What you need to do: If a line in the entries below includes "HasCommandTable", show that line.

Records shown:
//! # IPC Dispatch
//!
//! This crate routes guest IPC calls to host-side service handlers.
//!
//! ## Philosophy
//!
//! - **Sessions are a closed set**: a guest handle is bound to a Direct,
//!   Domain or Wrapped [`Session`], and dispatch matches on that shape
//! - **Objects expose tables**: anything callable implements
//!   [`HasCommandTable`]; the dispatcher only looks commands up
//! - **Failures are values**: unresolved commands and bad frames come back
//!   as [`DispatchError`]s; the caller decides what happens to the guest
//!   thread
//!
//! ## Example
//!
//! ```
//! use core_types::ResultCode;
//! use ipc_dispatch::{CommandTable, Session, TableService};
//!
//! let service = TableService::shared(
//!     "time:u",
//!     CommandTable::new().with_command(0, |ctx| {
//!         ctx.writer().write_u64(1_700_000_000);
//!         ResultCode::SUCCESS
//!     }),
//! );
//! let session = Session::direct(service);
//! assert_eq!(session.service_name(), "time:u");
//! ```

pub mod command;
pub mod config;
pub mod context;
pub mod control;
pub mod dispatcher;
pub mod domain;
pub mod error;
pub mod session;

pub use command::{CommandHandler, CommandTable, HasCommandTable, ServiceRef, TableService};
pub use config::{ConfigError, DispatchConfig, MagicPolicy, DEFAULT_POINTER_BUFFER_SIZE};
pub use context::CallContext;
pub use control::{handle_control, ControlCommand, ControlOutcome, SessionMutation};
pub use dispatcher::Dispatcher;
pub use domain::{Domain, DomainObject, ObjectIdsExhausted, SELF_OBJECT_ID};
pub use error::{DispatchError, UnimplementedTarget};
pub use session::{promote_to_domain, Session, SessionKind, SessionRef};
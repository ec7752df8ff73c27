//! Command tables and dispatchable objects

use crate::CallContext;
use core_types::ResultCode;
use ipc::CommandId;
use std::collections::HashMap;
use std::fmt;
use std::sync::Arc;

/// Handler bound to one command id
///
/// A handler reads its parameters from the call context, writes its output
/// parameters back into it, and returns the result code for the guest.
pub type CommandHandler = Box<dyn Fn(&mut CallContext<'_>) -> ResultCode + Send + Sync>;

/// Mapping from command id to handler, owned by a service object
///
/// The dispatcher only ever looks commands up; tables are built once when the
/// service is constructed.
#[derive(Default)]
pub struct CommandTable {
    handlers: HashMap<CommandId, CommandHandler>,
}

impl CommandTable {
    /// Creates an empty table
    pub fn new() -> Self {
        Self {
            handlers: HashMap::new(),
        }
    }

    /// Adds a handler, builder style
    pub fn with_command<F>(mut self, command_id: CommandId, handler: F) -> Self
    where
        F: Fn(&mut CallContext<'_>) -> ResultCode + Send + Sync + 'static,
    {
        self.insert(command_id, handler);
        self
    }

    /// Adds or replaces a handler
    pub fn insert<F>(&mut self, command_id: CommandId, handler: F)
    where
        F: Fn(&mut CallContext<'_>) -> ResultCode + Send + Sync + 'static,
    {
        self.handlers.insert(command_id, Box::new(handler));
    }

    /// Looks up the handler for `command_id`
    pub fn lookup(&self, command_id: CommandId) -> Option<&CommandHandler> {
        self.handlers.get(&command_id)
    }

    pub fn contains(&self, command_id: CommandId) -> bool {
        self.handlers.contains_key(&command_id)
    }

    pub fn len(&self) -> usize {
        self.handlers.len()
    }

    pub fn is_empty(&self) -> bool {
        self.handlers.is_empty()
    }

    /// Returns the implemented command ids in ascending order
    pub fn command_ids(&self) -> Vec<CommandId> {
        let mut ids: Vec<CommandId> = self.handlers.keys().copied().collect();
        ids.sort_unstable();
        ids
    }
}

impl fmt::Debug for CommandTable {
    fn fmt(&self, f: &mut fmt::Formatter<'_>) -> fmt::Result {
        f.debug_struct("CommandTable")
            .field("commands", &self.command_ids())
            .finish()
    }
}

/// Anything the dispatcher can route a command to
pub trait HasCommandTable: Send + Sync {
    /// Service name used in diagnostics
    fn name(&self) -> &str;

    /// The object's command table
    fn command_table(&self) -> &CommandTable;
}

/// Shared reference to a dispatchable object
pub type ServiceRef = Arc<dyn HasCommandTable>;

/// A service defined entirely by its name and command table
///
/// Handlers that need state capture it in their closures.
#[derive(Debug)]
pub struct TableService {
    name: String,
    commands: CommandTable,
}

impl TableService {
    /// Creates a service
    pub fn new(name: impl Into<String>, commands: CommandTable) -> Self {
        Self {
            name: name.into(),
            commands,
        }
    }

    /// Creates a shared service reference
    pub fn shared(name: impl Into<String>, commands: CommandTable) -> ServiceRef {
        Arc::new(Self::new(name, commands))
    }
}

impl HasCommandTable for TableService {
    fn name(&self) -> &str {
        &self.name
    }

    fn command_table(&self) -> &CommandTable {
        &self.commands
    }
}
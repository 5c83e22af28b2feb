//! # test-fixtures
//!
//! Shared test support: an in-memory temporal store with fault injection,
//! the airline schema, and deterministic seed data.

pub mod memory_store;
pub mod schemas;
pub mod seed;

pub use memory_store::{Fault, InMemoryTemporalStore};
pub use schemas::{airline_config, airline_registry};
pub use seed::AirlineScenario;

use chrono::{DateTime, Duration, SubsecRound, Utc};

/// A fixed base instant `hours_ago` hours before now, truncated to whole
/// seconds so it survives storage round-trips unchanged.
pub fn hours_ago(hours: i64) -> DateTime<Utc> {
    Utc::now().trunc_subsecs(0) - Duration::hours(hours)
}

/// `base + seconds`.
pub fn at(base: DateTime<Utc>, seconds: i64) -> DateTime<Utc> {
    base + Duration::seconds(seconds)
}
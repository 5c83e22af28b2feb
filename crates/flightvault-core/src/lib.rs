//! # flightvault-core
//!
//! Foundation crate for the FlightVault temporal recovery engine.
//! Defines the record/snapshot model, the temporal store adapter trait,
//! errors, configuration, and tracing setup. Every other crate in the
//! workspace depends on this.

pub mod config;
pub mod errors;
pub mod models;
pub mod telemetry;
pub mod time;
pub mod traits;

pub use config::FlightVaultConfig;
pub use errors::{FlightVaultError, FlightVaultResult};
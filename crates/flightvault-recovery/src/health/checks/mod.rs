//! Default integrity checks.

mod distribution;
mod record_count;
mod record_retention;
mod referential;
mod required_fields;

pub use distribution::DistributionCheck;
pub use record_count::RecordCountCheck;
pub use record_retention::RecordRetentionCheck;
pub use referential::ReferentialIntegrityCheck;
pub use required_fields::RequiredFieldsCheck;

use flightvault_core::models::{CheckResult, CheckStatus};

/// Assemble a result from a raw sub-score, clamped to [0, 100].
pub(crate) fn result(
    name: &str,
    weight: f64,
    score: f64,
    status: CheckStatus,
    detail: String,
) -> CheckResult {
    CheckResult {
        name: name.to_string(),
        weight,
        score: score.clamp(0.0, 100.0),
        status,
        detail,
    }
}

Your solution:
//!   [`HasCommandTable`]; the dispatcher only looks commands up
pub use command::{CommandHandler, CommandTable, HasCommandTable, ServiceRef, TableService};
pub trait HasCommandTable: Send + Sync {
pub type ServiceRef = Arc<dyn HasCommandTable>;
impl HasCommandTable for TableService {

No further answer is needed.